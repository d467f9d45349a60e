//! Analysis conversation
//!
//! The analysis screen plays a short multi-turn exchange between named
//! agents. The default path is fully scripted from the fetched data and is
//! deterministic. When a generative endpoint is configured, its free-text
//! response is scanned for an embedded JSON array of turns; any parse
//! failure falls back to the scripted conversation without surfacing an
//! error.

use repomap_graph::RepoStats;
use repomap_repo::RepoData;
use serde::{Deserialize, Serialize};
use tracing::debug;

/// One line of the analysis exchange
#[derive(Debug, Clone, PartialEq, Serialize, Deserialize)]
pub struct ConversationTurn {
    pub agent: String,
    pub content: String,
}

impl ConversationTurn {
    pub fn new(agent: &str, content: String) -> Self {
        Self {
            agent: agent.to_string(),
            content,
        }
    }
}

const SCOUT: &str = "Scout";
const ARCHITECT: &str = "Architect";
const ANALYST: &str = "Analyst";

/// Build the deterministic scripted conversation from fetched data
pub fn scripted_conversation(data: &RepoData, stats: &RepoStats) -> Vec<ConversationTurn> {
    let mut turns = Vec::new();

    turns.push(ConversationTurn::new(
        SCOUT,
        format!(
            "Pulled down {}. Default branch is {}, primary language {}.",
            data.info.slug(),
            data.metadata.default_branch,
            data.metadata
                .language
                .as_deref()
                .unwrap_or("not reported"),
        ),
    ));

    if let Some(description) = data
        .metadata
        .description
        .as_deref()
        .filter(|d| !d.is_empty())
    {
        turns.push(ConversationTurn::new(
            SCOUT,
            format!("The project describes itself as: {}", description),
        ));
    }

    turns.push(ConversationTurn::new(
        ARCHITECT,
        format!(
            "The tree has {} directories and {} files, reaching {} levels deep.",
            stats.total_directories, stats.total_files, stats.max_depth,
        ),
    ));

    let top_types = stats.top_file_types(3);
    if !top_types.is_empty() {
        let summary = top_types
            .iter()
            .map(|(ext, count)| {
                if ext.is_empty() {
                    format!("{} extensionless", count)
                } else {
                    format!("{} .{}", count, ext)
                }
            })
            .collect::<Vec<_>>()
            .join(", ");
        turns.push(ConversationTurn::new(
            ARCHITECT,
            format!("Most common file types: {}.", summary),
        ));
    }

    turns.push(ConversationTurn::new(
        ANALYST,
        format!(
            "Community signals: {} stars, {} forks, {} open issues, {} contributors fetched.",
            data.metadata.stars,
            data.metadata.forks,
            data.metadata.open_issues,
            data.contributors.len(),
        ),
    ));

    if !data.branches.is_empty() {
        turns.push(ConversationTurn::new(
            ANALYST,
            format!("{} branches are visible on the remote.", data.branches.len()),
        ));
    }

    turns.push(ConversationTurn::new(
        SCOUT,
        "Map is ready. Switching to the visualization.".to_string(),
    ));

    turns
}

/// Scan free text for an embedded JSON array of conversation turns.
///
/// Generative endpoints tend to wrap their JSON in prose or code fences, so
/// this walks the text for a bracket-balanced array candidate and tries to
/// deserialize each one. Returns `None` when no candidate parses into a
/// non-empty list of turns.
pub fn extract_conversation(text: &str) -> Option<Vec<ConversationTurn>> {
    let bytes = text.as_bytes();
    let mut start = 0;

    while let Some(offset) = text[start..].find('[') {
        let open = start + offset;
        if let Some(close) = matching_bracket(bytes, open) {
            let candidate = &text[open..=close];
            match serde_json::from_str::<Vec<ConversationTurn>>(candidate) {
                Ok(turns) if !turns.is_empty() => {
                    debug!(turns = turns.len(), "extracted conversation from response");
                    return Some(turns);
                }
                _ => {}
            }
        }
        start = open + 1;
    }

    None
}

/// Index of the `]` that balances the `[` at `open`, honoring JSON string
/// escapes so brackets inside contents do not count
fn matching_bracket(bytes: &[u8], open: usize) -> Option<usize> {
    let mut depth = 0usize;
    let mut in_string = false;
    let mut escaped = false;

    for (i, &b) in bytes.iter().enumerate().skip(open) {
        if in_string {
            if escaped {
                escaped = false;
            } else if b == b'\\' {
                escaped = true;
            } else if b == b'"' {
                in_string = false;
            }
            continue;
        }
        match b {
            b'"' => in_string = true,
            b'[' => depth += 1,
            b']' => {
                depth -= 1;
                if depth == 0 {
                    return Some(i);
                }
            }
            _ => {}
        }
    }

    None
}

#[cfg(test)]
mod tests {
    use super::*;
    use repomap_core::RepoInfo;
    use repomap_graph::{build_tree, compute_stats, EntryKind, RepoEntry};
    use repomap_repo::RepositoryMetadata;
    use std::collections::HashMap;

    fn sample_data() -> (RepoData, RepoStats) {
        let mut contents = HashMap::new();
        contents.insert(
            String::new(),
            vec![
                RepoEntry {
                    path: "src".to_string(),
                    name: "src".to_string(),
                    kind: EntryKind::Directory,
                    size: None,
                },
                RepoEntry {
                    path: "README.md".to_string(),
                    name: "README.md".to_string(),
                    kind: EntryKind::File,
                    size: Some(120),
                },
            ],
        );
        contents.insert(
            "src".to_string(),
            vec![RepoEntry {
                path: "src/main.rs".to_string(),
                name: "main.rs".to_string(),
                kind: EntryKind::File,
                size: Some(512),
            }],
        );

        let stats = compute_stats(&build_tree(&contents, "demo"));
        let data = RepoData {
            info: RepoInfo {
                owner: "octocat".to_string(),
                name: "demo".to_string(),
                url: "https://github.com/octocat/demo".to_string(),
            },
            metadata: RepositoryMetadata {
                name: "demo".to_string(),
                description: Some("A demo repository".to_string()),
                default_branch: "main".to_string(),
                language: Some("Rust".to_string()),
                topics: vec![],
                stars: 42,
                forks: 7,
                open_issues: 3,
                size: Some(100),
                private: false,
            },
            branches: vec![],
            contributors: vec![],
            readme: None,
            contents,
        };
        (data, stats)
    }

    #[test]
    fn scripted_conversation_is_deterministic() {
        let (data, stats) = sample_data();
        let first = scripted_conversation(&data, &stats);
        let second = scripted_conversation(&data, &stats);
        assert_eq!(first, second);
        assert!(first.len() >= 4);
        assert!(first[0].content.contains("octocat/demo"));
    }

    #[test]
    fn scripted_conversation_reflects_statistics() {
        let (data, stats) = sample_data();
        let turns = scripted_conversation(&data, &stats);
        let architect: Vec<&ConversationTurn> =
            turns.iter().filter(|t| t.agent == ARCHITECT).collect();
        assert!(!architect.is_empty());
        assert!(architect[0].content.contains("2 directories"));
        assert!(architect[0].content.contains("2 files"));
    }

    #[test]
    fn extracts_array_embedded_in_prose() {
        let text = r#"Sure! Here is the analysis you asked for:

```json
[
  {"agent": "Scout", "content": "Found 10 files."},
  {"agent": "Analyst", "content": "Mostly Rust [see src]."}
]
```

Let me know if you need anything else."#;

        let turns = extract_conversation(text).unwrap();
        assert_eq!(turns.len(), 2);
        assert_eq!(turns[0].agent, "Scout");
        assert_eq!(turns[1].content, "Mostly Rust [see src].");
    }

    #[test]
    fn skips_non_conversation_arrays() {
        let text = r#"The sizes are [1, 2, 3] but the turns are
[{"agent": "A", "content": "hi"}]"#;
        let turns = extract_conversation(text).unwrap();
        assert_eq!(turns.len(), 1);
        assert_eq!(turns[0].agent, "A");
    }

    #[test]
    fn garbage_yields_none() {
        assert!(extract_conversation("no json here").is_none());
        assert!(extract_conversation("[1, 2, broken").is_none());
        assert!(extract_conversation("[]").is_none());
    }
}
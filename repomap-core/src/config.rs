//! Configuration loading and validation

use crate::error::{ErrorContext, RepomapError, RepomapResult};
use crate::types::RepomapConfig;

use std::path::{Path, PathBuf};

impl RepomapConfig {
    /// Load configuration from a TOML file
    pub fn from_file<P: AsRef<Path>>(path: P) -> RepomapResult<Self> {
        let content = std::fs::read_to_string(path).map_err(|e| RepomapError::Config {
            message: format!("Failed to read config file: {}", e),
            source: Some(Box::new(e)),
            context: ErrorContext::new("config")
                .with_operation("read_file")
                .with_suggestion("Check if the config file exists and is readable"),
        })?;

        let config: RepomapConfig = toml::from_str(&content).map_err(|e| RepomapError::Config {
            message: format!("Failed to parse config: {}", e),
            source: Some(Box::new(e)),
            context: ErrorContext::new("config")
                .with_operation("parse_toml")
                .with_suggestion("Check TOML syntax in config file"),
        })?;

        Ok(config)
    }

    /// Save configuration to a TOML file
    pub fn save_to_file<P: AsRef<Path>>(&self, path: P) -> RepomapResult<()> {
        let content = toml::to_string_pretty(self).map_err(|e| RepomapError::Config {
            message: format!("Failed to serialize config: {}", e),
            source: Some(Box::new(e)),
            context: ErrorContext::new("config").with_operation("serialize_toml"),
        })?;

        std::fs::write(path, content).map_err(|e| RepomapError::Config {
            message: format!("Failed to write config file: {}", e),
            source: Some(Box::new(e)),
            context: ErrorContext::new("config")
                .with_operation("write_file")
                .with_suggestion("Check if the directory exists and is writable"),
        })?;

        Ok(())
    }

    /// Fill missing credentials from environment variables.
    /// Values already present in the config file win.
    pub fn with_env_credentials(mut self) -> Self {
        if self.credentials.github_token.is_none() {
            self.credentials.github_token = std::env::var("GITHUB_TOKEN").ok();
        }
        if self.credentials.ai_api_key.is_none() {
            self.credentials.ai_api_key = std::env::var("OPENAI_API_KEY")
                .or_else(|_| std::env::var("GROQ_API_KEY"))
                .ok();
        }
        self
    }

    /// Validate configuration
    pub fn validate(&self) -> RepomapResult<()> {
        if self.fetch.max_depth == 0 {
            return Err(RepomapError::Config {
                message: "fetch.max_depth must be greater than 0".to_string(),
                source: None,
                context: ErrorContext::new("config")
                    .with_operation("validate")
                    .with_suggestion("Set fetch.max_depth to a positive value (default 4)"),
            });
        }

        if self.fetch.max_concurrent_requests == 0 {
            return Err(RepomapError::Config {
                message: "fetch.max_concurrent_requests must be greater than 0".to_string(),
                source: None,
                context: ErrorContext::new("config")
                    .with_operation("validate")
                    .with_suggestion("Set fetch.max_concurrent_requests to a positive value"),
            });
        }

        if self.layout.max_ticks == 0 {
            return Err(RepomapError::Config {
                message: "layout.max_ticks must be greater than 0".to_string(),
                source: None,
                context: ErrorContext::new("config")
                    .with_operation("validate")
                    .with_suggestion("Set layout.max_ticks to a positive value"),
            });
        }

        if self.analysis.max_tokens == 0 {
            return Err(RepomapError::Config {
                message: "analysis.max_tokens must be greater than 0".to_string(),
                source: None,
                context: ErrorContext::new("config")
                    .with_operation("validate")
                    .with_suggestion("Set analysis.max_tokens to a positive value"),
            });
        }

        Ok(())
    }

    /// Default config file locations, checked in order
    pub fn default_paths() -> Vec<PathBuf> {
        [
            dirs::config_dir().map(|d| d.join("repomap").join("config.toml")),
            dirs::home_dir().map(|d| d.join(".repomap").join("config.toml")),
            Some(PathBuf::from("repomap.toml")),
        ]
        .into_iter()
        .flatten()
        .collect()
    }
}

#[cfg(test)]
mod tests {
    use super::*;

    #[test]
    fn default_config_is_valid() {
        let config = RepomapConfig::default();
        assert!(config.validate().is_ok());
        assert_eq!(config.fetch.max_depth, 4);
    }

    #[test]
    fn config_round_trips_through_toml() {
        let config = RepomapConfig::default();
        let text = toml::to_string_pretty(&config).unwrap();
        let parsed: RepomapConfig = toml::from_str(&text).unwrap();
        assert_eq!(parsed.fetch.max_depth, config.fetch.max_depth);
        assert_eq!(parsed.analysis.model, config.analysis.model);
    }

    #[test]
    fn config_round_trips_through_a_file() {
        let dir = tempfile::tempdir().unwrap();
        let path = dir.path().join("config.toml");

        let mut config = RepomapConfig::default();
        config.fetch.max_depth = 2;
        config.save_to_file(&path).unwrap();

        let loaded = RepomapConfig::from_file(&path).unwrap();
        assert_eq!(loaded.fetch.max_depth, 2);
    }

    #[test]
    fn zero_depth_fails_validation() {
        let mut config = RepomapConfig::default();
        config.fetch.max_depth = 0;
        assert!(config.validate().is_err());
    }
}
◇ ◇ ◇ ◇ ◇ ◇ ◇
The task. Where does the word "close" appear in the listing above? Copy every line that holds it.

Written response.
        if let Some(close) = matching_bracket(bytes, open) {
            let candidate = &text[open..=close];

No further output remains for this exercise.